### TASK TO COMPLETE
Across the following data, how many lines include the string "addr"? Reply with the number and nothing more.

[DATA EXCERPTS — start]

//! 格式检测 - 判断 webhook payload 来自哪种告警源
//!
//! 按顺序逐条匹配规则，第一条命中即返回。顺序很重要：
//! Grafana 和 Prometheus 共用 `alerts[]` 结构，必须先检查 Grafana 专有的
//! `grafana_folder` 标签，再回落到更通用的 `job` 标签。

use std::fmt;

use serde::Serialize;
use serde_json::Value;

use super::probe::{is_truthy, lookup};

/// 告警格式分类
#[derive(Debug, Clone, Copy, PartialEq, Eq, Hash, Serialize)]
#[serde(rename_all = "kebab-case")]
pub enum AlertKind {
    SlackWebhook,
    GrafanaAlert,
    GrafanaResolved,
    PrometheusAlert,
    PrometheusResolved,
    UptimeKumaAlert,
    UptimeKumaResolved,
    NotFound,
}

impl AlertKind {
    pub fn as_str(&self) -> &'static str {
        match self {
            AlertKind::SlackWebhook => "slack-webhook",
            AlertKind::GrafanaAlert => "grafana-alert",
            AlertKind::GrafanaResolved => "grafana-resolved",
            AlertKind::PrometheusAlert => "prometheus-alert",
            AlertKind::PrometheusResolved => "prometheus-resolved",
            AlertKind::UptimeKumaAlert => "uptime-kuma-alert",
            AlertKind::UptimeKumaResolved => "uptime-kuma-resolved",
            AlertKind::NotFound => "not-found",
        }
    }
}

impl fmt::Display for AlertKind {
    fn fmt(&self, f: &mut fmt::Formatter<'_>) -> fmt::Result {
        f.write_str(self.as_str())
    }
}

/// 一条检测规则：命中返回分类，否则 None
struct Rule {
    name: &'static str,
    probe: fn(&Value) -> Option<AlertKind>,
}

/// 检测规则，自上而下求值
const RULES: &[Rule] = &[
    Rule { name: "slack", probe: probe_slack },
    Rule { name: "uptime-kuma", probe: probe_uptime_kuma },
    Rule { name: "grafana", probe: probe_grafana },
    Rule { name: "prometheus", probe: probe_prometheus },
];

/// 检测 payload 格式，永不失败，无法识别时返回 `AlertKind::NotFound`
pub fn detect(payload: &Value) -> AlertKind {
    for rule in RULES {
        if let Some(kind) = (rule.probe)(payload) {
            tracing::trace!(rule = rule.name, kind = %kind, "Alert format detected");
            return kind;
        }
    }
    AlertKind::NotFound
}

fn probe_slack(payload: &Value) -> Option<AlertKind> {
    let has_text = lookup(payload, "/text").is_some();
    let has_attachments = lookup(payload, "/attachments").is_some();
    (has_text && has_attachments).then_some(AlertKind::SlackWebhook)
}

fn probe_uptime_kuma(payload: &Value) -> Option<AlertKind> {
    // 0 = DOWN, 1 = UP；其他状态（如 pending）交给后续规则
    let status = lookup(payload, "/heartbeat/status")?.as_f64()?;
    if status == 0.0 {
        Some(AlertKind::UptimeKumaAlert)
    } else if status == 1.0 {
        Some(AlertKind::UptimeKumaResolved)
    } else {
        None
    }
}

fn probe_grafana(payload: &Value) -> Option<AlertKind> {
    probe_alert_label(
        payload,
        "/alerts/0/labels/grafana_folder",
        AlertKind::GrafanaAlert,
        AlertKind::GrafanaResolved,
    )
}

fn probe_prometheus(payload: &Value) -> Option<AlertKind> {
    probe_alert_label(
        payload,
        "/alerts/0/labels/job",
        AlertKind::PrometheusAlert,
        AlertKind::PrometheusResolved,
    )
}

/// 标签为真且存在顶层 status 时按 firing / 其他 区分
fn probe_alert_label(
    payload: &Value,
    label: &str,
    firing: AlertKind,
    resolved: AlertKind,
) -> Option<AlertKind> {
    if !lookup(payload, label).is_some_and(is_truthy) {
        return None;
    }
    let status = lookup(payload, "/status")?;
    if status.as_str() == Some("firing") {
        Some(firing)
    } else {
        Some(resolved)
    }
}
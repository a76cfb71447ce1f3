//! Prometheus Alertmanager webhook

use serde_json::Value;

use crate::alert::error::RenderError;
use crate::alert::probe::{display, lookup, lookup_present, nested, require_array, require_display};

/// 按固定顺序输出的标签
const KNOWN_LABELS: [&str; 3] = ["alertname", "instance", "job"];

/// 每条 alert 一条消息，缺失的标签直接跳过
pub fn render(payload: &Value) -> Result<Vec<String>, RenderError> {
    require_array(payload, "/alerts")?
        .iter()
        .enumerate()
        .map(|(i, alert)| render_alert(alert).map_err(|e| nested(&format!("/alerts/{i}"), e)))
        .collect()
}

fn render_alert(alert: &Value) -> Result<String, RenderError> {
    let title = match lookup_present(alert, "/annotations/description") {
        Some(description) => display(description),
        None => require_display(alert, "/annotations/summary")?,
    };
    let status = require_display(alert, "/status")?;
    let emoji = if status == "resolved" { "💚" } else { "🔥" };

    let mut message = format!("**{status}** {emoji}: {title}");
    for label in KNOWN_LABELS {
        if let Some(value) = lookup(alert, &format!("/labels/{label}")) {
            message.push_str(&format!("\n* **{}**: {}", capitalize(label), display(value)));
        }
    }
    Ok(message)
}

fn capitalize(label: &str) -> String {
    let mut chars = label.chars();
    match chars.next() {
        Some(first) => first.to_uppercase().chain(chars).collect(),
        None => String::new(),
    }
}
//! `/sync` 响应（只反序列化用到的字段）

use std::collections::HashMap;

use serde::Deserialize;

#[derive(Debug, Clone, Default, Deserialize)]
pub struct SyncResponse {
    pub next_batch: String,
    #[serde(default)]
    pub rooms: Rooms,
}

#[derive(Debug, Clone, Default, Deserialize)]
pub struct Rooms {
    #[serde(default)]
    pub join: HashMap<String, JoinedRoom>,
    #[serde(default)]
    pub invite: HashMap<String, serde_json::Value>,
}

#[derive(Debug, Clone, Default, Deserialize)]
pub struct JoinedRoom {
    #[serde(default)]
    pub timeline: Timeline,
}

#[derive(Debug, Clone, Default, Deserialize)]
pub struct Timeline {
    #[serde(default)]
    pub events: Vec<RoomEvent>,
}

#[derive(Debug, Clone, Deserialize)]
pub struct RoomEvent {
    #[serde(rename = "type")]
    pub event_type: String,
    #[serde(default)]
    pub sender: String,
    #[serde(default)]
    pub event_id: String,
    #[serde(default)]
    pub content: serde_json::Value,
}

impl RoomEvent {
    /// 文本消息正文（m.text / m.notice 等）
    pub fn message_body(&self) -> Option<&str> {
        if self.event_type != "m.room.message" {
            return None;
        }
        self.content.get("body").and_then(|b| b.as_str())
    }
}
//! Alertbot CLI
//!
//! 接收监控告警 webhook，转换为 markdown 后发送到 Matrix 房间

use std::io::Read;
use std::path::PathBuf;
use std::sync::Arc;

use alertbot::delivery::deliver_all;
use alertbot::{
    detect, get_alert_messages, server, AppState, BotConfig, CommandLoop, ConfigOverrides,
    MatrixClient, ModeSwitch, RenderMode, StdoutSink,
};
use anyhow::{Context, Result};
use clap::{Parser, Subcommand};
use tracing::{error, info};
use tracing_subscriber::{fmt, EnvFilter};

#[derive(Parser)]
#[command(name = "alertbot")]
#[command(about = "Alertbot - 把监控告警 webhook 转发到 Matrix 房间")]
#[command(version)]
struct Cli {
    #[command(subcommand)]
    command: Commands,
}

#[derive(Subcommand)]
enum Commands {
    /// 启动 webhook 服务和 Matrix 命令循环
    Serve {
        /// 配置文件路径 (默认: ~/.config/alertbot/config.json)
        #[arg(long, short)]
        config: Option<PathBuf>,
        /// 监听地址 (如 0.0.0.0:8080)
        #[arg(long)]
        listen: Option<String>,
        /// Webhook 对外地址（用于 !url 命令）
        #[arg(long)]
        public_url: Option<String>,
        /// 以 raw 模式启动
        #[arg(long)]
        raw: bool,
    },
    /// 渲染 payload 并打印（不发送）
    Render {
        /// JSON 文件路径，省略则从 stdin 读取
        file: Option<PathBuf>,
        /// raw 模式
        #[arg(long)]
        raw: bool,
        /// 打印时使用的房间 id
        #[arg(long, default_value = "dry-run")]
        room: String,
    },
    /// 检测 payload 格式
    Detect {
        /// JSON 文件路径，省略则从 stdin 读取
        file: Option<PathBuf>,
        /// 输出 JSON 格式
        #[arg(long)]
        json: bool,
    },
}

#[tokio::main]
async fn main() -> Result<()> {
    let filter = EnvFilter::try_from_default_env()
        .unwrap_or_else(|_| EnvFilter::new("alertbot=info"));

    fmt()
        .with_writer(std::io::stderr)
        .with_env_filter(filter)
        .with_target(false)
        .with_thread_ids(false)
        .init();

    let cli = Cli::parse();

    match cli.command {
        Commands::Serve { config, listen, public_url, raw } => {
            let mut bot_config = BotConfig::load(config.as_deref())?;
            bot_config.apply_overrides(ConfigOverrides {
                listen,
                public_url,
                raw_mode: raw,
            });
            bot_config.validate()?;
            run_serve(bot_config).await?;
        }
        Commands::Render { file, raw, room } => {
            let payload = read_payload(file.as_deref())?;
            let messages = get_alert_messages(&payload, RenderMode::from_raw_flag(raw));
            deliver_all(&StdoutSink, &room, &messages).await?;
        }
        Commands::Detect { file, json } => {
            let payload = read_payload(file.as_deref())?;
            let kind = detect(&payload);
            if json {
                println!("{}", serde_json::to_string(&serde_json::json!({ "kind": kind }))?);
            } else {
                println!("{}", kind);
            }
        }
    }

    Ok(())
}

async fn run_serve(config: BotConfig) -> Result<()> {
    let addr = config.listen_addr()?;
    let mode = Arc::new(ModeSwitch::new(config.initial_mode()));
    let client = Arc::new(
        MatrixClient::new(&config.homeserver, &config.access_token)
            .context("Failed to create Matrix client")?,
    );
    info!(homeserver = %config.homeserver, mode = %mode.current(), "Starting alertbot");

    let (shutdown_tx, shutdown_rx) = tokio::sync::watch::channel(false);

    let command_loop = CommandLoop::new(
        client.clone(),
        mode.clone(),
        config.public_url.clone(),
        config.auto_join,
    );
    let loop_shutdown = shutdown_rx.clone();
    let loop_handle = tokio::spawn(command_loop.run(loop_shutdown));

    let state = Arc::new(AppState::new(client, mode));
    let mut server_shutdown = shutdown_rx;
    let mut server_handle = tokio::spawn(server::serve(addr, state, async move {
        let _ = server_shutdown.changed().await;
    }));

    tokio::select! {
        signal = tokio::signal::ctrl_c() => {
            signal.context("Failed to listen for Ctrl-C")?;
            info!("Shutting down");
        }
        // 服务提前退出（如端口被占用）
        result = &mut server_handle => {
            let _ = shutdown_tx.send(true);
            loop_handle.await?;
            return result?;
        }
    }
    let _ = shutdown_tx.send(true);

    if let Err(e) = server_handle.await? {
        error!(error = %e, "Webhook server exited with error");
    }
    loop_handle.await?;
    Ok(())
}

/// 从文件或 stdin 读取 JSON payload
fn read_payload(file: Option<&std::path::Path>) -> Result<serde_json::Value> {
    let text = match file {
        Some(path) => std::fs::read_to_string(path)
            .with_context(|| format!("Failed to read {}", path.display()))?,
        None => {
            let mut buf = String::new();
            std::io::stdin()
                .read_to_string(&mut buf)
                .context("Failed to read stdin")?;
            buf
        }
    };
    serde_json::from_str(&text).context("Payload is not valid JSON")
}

[DATA EXCERPTS — finish]

### RESPONSE TO THE EXERCISE
2